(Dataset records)
┌────────
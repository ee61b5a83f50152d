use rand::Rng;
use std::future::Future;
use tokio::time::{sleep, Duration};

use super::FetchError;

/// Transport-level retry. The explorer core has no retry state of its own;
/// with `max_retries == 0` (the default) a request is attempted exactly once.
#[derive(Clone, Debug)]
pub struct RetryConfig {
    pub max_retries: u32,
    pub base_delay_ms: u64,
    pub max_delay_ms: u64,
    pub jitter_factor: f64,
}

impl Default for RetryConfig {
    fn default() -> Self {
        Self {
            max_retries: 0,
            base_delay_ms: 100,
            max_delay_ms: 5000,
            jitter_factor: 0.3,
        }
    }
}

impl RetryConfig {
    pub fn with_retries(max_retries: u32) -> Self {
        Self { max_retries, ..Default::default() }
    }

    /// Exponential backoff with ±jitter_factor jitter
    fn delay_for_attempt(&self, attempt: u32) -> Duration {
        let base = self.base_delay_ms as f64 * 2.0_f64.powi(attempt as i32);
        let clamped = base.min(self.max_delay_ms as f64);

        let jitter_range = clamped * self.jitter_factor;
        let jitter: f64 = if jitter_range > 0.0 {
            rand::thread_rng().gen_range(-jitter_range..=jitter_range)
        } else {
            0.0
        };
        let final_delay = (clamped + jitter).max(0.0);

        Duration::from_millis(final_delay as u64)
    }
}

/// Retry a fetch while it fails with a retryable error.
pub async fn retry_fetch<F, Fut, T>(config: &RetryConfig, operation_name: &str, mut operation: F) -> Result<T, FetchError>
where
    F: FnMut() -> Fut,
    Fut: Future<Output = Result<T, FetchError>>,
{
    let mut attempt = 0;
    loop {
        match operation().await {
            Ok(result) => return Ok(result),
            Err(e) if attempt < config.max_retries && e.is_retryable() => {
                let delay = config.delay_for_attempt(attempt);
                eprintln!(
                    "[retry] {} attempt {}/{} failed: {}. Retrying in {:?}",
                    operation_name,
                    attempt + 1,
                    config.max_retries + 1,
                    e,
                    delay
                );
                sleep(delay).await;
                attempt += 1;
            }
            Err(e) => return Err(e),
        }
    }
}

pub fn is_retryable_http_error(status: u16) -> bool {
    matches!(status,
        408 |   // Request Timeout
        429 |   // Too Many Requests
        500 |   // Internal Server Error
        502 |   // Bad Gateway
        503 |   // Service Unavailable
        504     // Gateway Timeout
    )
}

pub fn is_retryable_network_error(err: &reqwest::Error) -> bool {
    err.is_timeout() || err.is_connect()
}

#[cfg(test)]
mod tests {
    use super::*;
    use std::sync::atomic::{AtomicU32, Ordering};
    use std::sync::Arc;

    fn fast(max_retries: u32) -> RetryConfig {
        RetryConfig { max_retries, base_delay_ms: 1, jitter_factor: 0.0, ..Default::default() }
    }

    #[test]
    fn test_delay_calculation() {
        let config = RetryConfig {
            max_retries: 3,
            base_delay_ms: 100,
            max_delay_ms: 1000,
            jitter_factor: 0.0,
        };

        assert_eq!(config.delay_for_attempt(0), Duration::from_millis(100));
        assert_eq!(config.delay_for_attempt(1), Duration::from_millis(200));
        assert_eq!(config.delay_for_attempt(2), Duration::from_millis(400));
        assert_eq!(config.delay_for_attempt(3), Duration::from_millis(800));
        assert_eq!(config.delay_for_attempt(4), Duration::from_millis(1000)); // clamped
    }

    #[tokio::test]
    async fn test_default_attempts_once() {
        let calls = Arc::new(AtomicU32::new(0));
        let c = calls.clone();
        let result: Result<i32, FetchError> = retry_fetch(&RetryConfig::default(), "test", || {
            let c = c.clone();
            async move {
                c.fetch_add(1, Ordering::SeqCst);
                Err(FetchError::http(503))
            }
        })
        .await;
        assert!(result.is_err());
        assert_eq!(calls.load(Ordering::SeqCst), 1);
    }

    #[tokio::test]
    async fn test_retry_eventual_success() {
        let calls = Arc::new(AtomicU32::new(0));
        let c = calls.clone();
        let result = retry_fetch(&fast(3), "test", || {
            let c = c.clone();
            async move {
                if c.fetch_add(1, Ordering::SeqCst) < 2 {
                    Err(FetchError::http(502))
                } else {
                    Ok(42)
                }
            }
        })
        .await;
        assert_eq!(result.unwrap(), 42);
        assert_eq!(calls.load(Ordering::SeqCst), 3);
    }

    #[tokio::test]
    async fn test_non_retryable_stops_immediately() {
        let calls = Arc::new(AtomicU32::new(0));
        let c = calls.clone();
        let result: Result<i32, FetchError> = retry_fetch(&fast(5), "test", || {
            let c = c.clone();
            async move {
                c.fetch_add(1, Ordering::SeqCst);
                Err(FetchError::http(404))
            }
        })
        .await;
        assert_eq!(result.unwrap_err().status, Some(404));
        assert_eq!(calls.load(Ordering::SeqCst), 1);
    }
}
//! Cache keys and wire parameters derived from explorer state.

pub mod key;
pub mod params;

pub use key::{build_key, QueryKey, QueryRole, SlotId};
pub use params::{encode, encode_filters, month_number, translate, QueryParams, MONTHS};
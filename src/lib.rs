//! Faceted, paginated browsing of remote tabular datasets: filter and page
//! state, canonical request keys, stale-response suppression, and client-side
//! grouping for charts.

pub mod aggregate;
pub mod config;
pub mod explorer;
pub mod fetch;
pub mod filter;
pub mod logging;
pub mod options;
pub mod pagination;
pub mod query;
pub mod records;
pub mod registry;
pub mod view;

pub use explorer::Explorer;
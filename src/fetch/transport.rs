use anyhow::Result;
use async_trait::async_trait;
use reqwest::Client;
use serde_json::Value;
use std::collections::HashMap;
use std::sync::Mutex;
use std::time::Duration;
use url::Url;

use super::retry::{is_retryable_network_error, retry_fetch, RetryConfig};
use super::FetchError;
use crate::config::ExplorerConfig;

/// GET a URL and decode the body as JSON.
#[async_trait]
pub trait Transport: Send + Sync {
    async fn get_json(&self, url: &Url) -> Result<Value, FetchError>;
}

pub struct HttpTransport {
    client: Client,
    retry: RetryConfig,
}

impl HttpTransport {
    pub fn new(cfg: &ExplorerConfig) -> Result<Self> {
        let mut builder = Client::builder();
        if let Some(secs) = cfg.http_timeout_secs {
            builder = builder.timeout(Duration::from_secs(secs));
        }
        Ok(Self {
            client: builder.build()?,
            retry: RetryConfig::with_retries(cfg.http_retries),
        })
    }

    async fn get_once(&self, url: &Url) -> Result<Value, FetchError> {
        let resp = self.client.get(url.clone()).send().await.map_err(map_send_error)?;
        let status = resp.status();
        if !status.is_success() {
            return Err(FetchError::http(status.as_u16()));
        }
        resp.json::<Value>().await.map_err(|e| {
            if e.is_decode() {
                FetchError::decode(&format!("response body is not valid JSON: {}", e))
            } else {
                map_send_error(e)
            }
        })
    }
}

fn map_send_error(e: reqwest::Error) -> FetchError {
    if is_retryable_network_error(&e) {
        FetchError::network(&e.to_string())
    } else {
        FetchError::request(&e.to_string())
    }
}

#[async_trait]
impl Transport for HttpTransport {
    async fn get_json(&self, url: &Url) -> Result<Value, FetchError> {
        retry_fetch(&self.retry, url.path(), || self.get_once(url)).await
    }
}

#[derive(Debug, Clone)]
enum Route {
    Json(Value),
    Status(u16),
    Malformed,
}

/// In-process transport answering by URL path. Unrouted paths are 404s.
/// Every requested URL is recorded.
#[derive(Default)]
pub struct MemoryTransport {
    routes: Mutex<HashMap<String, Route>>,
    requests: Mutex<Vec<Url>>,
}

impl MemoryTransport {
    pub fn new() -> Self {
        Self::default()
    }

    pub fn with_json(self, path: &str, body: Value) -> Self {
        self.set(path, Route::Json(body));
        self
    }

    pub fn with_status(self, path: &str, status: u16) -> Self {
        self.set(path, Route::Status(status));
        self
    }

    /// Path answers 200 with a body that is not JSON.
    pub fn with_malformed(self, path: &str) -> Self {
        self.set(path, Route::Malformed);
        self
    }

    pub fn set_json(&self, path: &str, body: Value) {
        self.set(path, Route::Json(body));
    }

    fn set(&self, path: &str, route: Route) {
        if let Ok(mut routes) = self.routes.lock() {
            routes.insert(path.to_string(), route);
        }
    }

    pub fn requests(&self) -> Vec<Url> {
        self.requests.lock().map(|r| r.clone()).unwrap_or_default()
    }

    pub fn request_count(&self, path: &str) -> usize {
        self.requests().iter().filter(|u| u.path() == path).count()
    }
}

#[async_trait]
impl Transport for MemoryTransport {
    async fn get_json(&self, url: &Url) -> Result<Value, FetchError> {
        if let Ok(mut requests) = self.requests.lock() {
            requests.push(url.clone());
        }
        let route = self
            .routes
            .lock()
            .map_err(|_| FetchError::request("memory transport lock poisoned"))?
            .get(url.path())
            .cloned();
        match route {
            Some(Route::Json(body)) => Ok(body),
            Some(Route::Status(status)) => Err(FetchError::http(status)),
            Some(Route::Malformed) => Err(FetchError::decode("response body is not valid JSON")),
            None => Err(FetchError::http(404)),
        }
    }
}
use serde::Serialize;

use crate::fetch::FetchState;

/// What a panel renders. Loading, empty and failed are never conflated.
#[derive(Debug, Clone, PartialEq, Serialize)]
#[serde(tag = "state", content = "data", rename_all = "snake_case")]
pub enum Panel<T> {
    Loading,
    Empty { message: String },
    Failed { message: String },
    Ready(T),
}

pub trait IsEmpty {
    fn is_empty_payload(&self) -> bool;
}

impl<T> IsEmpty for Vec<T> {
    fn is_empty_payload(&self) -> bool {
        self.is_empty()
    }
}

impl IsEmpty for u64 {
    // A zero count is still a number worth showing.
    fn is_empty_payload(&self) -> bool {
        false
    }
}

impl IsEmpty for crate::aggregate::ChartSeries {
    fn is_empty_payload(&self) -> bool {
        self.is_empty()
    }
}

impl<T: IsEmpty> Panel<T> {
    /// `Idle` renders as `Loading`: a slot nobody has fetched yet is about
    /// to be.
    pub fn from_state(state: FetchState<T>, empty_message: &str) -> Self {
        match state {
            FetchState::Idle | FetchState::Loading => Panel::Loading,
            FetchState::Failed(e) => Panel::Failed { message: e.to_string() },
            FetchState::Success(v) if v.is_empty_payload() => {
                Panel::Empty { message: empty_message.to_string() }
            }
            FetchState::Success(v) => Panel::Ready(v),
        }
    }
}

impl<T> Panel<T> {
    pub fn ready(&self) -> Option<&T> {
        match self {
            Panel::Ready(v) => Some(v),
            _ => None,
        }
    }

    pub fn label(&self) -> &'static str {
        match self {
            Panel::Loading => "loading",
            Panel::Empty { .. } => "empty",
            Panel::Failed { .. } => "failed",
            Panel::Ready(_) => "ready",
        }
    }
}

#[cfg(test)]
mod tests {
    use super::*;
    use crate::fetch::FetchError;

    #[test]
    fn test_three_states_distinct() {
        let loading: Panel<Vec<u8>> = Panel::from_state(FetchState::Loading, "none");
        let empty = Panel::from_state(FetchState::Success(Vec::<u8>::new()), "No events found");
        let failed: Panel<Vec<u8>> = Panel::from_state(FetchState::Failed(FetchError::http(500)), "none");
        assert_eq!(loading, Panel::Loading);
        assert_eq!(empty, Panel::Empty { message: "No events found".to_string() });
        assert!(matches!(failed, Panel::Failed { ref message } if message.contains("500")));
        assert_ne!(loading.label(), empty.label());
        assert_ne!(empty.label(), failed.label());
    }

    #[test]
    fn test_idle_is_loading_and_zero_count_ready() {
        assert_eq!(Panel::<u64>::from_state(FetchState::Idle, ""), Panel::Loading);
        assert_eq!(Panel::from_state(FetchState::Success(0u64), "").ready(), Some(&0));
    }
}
└────────
┌────────
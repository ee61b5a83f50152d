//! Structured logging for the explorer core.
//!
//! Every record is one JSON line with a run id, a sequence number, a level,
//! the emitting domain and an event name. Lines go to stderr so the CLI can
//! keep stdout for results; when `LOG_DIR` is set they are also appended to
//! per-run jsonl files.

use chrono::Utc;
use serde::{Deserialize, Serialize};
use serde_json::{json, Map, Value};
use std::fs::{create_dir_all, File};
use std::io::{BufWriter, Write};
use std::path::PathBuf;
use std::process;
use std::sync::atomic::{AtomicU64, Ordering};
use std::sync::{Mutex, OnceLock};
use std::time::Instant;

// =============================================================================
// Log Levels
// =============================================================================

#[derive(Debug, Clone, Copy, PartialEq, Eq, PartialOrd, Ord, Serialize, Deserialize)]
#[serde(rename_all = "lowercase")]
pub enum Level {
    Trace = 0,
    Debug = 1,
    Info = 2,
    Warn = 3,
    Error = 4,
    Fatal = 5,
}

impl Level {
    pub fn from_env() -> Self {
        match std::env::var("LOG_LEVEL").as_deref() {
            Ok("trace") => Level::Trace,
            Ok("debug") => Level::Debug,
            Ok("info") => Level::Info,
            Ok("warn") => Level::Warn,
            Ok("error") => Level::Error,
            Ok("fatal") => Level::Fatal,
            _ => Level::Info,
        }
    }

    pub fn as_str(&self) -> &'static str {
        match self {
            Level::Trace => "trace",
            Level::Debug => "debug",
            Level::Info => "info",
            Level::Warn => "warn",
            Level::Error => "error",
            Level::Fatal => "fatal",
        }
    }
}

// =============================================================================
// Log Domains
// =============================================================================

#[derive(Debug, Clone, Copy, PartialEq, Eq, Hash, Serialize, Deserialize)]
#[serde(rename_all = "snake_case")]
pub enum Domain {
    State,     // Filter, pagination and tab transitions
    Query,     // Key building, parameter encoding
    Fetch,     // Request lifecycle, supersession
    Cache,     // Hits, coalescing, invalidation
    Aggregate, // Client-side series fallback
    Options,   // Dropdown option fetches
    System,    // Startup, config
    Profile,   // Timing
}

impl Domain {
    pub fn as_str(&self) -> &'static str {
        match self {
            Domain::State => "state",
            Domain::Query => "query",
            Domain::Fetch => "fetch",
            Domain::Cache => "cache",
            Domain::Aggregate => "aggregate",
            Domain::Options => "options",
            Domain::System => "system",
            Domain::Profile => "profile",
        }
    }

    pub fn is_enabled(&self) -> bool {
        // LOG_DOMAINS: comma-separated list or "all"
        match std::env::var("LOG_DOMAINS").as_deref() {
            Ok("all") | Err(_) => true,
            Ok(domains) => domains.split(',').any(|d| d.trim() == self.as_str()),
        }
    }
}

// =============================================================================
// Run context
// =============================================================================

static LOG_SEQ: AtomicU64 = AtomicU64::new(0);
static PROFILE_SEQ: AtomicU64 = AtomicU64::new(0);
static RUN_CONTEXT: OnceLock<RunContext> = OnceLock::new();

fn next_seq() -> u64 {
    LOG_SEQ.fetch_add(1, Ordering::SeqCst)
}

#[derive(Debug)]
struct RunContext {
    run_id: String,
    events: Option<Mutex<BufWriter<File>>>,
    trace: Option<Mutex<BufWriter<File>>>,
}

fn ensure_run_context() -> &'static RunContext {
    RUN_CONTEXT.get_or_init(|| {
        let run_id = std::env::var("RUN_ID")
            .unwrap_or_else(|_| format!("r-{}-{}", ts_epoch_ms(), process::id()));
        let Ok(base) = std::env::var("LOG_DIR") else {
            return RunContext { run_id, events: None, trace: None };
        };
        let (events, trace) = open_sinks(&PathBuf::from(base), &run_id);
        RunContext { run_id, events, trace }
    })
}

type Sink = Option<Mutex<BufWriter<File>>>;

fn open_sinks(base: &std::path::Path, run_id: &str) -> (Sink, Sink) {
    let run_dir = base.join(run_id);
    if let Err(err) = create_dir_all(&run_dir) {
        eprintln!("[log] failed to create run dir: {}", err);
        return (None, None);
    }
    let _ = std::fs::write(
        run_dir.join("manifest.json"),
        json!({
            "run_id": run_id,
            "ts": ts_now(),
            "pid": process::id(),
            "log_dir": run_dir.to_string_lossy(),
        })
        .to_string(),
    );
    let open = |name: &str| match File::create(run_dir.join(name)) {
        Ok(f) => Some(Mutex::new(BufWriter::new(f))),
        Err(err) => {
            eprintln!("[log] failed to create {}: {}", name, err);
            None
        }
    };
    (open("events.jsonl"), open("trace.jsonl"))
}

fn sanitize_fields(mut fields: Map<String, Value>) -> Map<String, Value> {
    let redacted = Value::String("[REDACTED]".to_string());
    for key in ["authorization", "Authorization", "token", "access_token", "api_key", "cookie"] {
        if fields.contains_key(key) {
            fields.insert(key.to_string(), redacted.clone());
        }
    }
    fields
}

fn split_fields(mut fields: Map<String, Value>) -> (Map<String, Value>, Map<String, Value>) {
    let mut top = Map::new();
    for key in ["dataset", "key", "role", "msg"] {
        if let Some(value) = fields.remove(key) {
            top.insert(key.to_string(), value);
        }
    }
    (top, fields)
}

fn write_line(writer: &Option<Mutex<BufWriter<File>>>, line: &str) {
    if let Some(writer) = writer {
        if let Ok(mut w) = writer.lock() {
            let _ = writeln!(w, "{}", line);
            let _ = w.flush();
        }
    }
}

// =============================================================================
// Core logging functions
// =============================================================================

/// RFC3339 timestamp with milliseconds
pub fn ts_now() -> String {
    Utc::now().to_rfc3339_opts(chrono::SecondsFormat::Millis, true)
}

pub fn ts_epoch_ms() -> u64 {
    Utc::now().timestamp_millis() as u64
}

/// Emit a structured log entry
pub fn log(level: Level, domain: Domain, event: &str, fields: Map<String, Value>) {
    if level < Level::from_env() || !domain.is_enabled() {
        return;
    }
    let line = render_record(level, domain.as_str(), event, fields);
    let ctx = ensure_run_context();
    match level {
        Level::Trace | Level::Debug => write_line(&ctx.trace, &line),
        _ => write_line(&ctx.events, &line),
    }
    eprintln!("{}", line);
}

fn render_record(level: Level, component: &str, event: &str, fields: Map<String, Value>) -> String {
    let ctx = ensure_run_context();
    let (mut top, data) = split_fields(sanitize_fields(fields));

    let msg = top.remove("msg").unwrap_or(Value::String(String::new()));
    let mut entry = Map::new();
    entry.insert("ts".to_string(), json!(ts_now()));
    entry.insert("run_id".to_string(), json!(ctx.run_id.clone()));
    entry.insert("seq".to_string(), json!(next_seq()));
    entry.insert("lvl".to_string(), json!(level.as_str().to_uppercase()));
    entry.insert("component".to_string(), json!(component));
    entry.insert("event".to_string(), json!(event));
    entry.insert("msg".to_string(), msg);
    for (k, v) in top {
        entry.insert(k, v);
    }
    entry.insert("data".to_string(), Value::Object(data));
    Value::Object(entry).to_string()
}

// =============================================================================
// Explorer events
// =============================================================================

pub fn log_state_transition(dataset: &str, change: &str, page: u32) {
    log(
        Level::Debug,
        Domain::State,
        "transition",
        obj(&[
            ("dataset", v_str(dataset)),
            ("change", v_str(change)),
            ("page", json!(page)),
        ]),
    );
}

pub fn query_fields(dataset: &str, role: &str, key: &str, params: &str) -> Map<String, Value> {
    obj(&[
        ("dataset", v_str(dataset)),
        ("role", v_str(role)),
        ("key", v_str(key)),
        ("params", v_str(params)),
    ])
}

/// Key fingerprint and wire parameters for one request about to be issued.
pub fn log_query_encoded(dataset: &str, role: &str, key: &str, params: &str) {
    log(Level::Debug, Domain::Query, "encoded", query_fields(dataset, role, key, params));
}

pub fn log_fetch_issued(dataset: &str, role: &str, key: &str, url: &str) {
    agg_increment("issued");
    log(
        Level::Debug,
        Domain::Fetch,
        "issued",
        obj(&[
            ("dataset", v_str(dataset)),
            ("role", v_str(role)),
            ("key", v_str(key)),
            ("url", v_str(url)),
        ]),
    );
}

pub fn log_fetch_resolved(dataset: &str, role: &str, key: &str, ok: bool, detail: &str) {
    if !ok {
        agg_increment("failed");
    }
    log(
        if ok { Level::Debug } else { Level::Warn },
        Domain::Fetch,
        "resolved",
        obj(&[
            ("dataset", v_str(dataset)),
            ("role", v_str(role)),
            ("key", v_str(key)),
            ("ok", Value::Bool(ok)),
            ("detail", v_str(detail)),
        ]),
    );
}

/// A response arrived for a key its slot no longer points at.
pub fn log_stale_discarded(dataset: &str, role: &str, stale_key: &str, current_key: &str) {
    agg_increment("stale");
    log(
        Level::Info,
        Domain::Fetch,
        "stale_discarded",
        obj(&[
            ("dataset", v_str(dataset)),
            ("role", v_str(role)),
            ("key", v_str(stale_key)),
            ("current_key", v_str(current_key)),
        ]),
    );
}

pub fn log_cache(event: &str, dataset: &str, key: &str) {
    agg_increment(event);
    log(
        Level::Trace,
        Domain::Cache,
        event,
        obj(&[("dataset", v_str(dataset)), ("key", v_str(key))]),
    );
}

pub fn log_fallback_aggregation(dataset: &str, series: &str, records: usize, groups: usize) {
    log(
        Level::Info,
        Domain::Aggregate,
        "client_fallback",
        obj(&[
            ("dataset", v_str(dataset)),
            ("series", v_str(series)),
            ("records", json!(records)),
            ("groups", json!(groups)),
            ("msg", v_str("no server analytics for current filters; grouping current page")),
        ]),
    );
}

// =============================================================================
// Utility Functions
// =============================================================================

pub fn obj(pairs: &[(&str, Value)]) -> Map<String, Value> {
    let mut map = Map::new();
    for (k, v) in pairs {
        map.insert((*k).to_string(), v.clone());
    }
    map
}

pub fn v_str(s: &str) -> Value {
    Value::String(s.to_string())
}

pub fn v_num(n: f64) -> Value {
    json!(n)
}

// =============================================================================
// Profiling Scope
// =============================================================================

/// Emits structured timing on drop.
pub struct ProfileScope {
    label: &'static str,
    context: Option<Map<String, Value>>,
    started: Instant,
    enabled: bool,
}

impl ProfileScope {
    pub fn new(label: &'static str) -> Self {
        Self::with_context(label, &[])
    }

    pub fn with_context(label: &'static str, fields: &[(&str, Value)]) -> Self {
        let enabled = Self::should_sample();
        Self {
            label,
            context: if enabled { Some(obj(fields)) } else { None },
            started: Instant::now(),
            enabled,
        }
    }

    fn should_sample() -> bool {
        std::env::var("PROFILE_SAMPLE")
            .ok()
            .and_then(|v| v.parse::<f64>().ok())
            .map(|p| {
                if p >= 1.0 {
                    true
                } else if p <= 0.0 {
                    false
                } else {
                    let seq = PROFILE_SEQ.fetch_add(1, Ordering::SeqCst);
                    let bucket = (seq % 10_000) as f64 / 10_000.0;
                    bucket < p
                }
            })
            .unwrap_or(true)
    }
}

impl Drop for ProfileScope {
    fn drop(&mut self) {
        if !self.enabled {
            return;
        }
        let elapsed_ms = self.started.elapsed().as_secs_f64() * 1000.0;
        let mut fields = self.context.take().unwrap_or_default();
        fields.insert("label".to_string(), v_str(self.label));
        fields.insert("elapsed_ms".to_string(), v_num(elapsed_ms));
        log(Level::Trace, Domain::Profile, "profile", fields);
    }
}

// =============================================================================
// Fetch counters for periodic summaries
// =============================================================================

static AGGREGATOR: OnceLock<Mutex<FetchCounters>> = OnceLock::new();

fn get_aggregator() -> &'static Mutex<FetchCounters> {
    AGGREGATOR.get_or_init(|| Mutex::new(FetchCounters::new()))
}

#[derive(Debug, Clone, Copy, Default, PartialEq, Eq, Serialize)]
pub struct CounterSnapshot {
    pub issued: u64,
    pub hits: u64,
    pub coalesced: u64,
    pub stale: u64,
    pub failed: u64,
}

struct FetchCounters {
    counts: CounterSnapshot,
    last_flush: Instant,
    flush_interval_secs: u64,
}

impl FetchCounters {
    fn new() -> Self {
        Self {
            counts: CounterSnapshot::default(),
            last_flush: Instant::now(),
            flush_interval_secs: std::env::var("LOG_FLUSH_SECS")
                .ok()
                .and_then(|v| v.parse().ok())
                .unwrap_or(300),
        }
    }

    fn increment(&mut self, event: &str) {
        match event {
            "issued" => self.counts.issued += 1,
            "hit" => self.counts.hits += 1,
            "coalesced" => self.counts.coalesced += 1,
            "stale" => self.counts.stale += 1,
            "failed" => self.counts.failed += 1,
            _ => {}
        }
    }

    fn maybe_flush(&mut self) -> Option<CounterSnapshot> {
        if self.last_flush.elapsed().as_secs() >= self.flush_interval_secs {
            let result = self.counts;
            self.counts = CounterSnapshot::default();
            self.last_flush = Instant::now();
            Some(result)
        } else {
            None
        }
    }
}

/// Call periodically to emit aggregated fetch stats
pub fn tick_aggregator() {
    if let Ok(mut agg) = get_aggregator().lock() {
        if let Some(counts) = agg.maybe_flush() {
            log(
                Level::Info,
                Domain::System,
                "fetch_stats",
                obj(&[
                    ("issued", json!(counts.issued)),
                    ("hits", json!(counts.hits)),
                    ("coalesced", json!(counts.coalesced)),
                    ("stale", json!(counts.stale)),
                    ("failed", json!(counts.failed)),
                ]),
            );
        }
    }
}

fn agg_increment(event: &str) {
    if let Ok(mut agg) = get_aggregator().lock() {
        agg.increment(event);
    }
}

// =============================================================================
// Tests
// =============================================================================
└────────
Please copy the lines above from the line with "fn delay_for_attempt(&self, attempt: u32)" up to and including the line with "Ok(result) => return", exactly as written and with nothing else.

Expected output:
    fn delay_for_attempt(&self, attempt: u32) -> Duration {
        let base = self.base_delay_ms as f64 * 2.0_f64.powi(attempt as i32);
        let clamped = base.min(self.max_delay_ms as f64);

        let jitter_range = clamped * self.jitter_factor;
        let jitter: f64 = if jitter_range > 0.0 {
            rand::thread_rng().gen_range(-jitter_range..=jitter_range)
        } else {
            0.0
        };
        let final_delay = (clamped + jitter).max(0.0);

        Duration::from_millis(final_delay as u64)
    }
}

/// Retry a fetch while it fails with a retryable error.
pub async fn retry_fetch<F, Fut, T>(config: &RetryConfig, operation_name: &str, mut operation: F) -> Result<T, FetchError>
where
    F: FnMut() -> Fut,
    Fut: Future<Output = Result<T, FetchError>>,
{
    let mut attempt = 0;
    loop {
        match operation().await {
            Ok(result) => return Ok(result),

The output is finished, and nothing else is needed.